I've been writing about the Atari room in my newsletter, Digital Education. That was a room I set up and filled with Atari ST computers. These were fast, had a graphical user interface, and lots of great and low-cost or even free software, at a time when the standard computers used in schools were slow, had a text interface or a clunky GUI, and had mainly expensive software.
One of my briefs in the school was to encourage other teachers to use technology in their lessons. In the words of the headteacher at my interview, in response to my question: "What would you regard as my success criteria?":
"I want to see teachers banging on the doors of the computer room demanding to be let in."

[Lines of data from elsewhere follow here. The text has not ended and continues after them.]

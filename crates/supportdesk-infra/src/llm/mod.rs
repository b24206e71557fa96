//! LLM provider implementations.
//!
//! [`create_provider`] builds the configured provider behind a
//! [`BoxLlmProvider`]; [`test_provider_connection`] sends one tiny request to
//! confirm the endpoint and key work.

pub mod openai_compat;

use secrecy::SecretString;
use tracing::info;

use supportdesk_core::llm::box_provider::BoxLlmProvider;
use supportdesk_types::config::SupportConfig;
use supportdesk_types::llm::{CompletionRequest, LlmError, Message};
use supportdesk_types::secret::Redacted;

use self::openai_compat::OpenAiCompatibleProvider;
use self::openai_compat::config::OpenAiCompatConfig;

/// Create the chat provider from configuration and a resolved API key.
///
/// # Errors
///
/// `InvalidRequest` if the base URL is not an http(s) URL,
/// `AuthenticationFailed` if the key is blank.
pub fn create_provider(config: &SupportConfig, api_key: &Redacted) -> Result<BoxLlmProvider, LlmError> {
    Ok(BoxLlmProvider::new(create_openai_provider(config, api_key)?))
}

pub(crate) fn create_openai_provider(
    config: &SupportConfig,
    api_key: &Redacted,
) -> Result<OpenAiCompatibleProvider, LlmError> {
    if api_key.expose().trim().is_empty() {
        return Err(LlmError::AuthenticationFailed);
    }
    validate_base_url(&config.base_url)?;

    let secret = SecretString::from(api_key.expose().to_string());
    Ok(OpenAiCompatibleProvider::new(OpenAiCompatConfig::from_support_config(
        config, secret,
    )))
}

fn validate_base_url(base_url: &str) -> Result<(), LlmError> {
    let url = reqwest::Url::parse(base_url)
        .map_err(|e| LlmError::InvalidRequest(format!("invalid base URL '{base_url}': {e}")))?;
    match url.scheme() {
        "http" | "https" => Ok(()),
        other => Err(LlmError::InvalidRequest(format!(
            "unsupported URL scheme '{other}' in base URL"
        ))),
    }
}

/// Send a minimal "Hello" completion capped at 10 tokens.
///
/// # Errors
///
/// Returns the provider error if the endpoint does not answer successfully.
pub async fn test_provider_connection(provider: &BoxLlmProvider) -> Result<(), LlmError> {
    let request = CompletionRequest {
        model: String::new(),
        messages: vec![Message::user("Hello")],
        max_tokens: 10,
        temperature: Some(0.0),
    };
    let response = provider.complete(&request).await?;
    info!(provider = provider.name(), model = %response.model, "Provider connection OK");
    Ok(())
}

#[cfg(test)]
mod tests {
    use super::*;

    #[test]
    fn test_create_provider_default_config() {
        let provider =
            create_provider(&SupportConfig::default(), &Redacted::new("sk-test-key")).unwrap();
        assert_eq!(provider.name(), "openai");
    }

    #[test]
    fn test_create_provider_custom_base_url() {
        let config = SupportConfig {
            base_url: "http://localhost:11434/v1".to_string(),
            ..Default::default()
        };
        let provider = create_provider(&config, &Redacted::new("local")).unwrap();
        assert_eq!(provider.name(), "openai_compatible");
    }

    #[test]
    fn test_create_provider_blank_key() {
        let result = create_provider(&SupportConfig::default(), &Redacted::new("   "));
        match result {
            Err(LlmError::AuthenticationFailed) => {}
            Err(other) => panic!("Expected AuthenticationFailed, got: {other}"),
            Ok(_) => panic!("Expected error but got Ok"),
        }
    }

    #[test]
    fn test_create_provider_bad_base_url() {
        for base_url in ["not a url", "ftp://example.com/v1"] {
            let config = SupportConfig {
                base_url: base_url.to_string(),
                ..Default::default()
            };
            let result = create_provider(&config, &Redacted::new("sk-test"));
            assert!(matches!(result, Err(LlmError::InvalidRequest(_))), "{base_url}");
        }
    }
}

I didn't quite manage that, but I did manage to increase the usage of the computing facilities quite significantly, and the Atari room played no small part. So here are the lessons from that period which I am pretty sure could be generally applied today:
Make sure the kit works
When I arrived at the school, I did some research and discovered why nobody was using the computer rooms: the network kept breaking down. So a class could be within 10 minutes of the end of the lesson, when everything would go off, with the result that all their work was lost. (Of course they knew they should save their work every so often, but how many people actually do that when they're really 'into it'?
I paid for someone to come in from the local authority to do a kind of site survey, and he discovered that one of the cables in the wall was broken. Once that was fixed, everything worked just fine.
Ask for money to buy equipment
Yes, I know there is no money in the system, but that has always been the situation. As the ed tech lead in your school you just have to make a case, and keep on making it. That is especially true if you have old equipment (see next point) or equipment that keeps breaking down (see point above).
The thing is, even though I had sorted the problem of frequent network breakdowns, few people had much confidence in the system. One solution, especially in view of the next point, was to get in new, modern computers.
Get rid of useless old stuff
I'm not suggesting that everything that is old is useless (I'm getting on a bit myself, and I'm not useless!). But in the room that was to become the Atari room, there were old minicomputers that didn't work, a stand-alone 380z computer, and a network of 480z computers. I taught myself to use the 380z and the 480z, but they were hardly the face of the technological revolution. Using arcane text commands to carry out the most mundane of tasks, they were interesting from an historical perspective, but completely useless as a curriculum tool. They had to go, apart from one or two specimens to be retained as artifacts in a mini computing museum I set up in the classroom.
Think outside education
Rather than thinking about possible new computers in terms of what was on offer in educational catalogues, I looked more widely than that. The most popular computers at the time out in what we often refer to as the 'real world' were not BBCs or Nimbuses. They were Amstrads, Ataris, Amigas and Commodores. The Amstrdas were seen as business computers, especially for word processing and number crunching. The others were seen mainly as hobbyist programming and games computers.
Consult other people
I had an IT Committee consisting of representatives from other subject departments, and so I used that to help me evaluate different options against a checklist of things we were looking for. The checklist was important. For example, if there wasn't much software available, or much inexpensive software, that could be used for educational purposes, a computer system would be struck off the list.
I was given a sum of money, and told it could be spent on hardware only. So once we had decided on a computer system (the Atari ST), I hunted around and found a supplier that would throw in a load of software for free.
Make it welcoming
I kitted out the room by placing all the equipment around the walls, thereby leaving a lot of room in the middle for people to sit at tables and work away from the computers. You can see that in the photograph above.
Lower the barriers to entry
Why are teachers reluctant to use technology? Here are some reasons, and how I addressed them:
Fear that the equipment would fail
- Fixed the network problem.
- Brought in new, very reliable kit.
Not knowing what they could do with the equipment
- I produced lists of software available for each room, such as the one shown below.
Not knowing why they should use it
Teachers need a reason to use computers or other technology in their lessons, and those reasons must be based on their own subject's needs, not yours. So...
- I produced research reports outlining how computers were being used in different subjects elsewhere.
- I asked subject teachers to look at subject-specific software and tell me whether they thought it was any good or not.
- I brought to their attention any software that would save teachers time, or ease their workload.
Not knowing how to use it
- I ran induction sessions for staff.
- I produced quick-start posters and plastered them around the walls.
- I wrote manuals detailing how to use the main programs, and attached these to each computer in the school, not just the Ataris.
Not knowing when they could use it
- I created a computer room booking form for all the computer rooms, and placed them on th staffroom noticeboard.
- I also visited heads of department to give them the opportunity to make block bookings if they wanted to, so as to guarantee they would get access for an extended period of time if they need to.